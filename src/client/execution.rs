//! 异步客户端：登录、谓词获取与请求调度。
//!
//! Async Space-Track client.

use super::core::{ClientCore, Credentials};
use super::preflight;
use super::proxy::ControllerProxy;
use crate::cache::SchemaCacheStats;
use crate::dispatch::{
    check_login, check_options, login_request, logout_request, modeldef_request, plan_request,
    CallState, CallTracker, Query, ResponseMode,
};
use crate::pipeline::{chunk_stream, line_stream, shape_buffered, ChunkStream, LineStream, Shaped};
use crate::registry::{ControllerRegistry, RequestClassDescriptor};
use crate::resilience::{RateLimitCallback, RateLimiter};
use crate::schema::Predicate;
use crate::transport::HttpExecutor;
use crate::{Error, Result};
use std::sync::atomic::{AtomicBool, Ordering};
use std::sync::Arc;
use tokio::sync::Mutex;
use tracing::{debug, info, warn};

/// Response of [`SpaceTrackClient::generic_request`].
pub type ShapedResponse = Shaped<LineStream, ChunkStream>;

/// Async client for the Space-Track API.
///
/// Logs in lazily on the first request that needs it. Call
/// [`close`](Self::close) when done so the session is logged out.
///
/// ```no_run
/// # async fn run() -> spacetrack::Result<()> {
/// use spacetrack::{Query, SpaceTrackClient};
///
/// let client = SpaceTrackClient::builder()
///     .identity("me@example.com")
///     .password("secret")
///     .build()?;
/// let latest = client
///     .generic_request(Query::new("gp").predicate("norad_cat_id", 25544))
///     .await?
///     .into_json();
/// client.close().await?;
/// # let _ = latest;
/// # Ok(())
/// # }
/// ```
pub struct SpaceTrackClient {
    core: Arc<ClientCore>,
    transport: Arc<dyn HttpExecutor>,
    authenticated: Mutex<bool>,
    closed: AtomicBool,
}

impl SpaceTrackClient {
    pub fn builder() -> super::SpaceTrackClientBuilder {
        super::SpaceTrackClientBuilder::new()
    }

    pub(crate) fn from_parts(core: Arc<ClientCore>, transport: Arc<dyn HttpExecutor>) -> Self {
        let authenticated = matches!(core.credentials, Credentials::SessionToken);
        Self {
            core,
            transport,
            authenticated: Mutex::new(authenticated),
            closed: AtomicBool::new(false),
        }
    }

    pub fn registry(&self) -> &ControllerRegistry {
        &self.core.registry
    }

    pub fn rate_limiter(&self) -> &RateLimiter {
        &self.core.limiter
    }

    pub fn schema_cache_stats(&self) -> SchemaCacheStats {
        self.core.schemas.stats()
    }

    /// Called with the absolute resume time whenever the limiter delays a call.
    pub fn set_callback(&self, callback: Option<RateLimitCallback>) {
        self.core.limiter.set_callback(callback);
    }

    /// Requests pinned to one controller.
    pub fn controller(&self, controller: &str) -> Result<ControllerProxy<'_, Self>> {
        ControllerProxy::new(self, &self.core.registry, controller)
    }

    /// Log in unless the session is already authenticated.
    ///
    /// Concurrent callers wait for a single in-flight login.
    pub async fn authenticate(&self) -> Result<()> {
        let mut authenticated = self.authenticated.lock().await;
        if *authenticated {
            return Ok(());
        }
        let (identity, password) = match &self.core.credentials {
            Credentials::Password { identity, password } => (identity, password),
            Credentials::SessionToken => {
                *authenticated = true;
                return Ok(());
            }
        };
        let request = login_request(&self.core.base_url, identity, password)?;
        let resp = self.transport.execute(request).await?;
        let status = resp.status;
        let body = resp.bytes().await?;
        check_login(identity, status, &body)?;
        info!(identity = %identity, "Logged in to Space-Track");
        *authenticated = true;
        Ok(())
    }

    pub async fn logout(&self) -> Result<()> {
        let mut authenticated = self.authenticated.lock().await;
        if !*authenticated {
            return Ok(());
        }
        let resp = self
            .transport
            .execute(logout_request(&self.core.base_url)?)
            .await?;
        if !resp.is_success() {
            let status = resp.status;
            let body = resp.bytes().await?;
            return Err(Error::RequestFailed {
                status,
                message: crate::pipeline::error_message(&body),
            });
        }
        *authenticated = false;
        debug!("Logged out of Space-Track");
        Ok(())
    }

    /// Log out and release the client.
    pub async fn close(self) -> Result<()> {
        self.closed.store(true, Ordering::Relaxed);
        self.logout().await
    }

    /// Predicates accepted by a request class.
    pub async fn get_predicates(
        &self,
        class: &str,
        controller: Option<&str>,
    ) -> Result<Arc<[Predicate]>> {
        let descriptor = self.core.resolve(class, controller)?;
        self.predicates_for(&descriptor).await
    }

    /// Run a request-class query.
    pub async fn generic_request(&self, query: Query) -> Result<ShapedResponse> {
        let mut call = CallTracker::new(query.class());
        match self.dispatch(&query, &mut call).await {
            Ok(shaped) => {
                call.advance(CallState::Shaped);
                Ok(shaped)
            }
            Err(e) => Err(call.fail(e)),
        }
    }

    async fn dispatch(&self, query: &Query, call: &mut CallTracker) -> Result<ShapedResponse> {
        let descriptor = self.core.resolve(query.class(), query.controller_hint())?;
        check_options(&descriptor, query)?;
        let predicates = self.predicates_for(&descriptor).await?;
        call.advance(CallState::SchemaReady);

        let plan = plan_request(&self.core.base_url, descriptor, query, &predicates)?;
        call.advance(CallState::Validated);

        self.authenticate().await?;
        let resp = preflight::send(&self.core, &*self.transport, &plan.request, Some(call)).await?;

        match plan.mode {
            ResponseMode::Lines => Ok(Shaped::Lines(line_stream(resp.body))),
            ResponseMode::Chunks => Ok(Shaped::Chunks(chunk_stream(resp.body, plan.decode_text()))),
            ResponseMode::Buffered => {
                let body = resp.bytes().await?;
                let schema = ClientCore::type_schema(&plan.descriptor, &predicates);
                shape_buffered(&plan, body, schema, self.core.policy)
            }
        }
    }

    async fn predicates_for(&self, descriptor: &RequestClassDescriptor) -> Result<Arc<[Predicate]>> {
        if let Some(known) = self.core.known_predicates(descriptor) {
            return Ok(known);
        }
        self.authenticate().await?;
        self.fetch_modeldef(descriptor)
            .await
            .map_err(|e| ClientCore::schema_error(descriptor, e))
    }

    async fn fetch_modeldef(&self, descriptor: &RequestClassDescriptor) -> Result<Arc<[Predicate]>> {
        let request = modeldef_request(&self.core.base_url, descriptor)?;
        let resp = preflight::send(&self.core, &*self.transport, &request, None).await?;
        let body = resp.bytes().await?;
        self.core.publish_modeldef(descriptor, &body)
    }
}

impl Drop for SpaceTrackClient {
    fn drop(&mut self) {
        if self.closed.load(Ordering::Relaxed) {
            return;
        }
        let logged_in = self.authenticated.try_lock().map(|g| *g).unwrap_or(true);
        if logged_in && matches!(self.core.credentials, Credentials::Password { .. }) {
            warn!(
                identity = %self.core.credentials.identity(),
                "SpaceTrackClient dropped without close(); the session was not logged out"
            );
        }
    }
}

□ □ □ □ □

Exercise objective: When a line in the records above contains the word "return", copy it.

Written answer:
            return Ok(());
                return Ok(());
            return Ok(());
            return Err(Error::RequestFailed {
            return Ok(known);
            return;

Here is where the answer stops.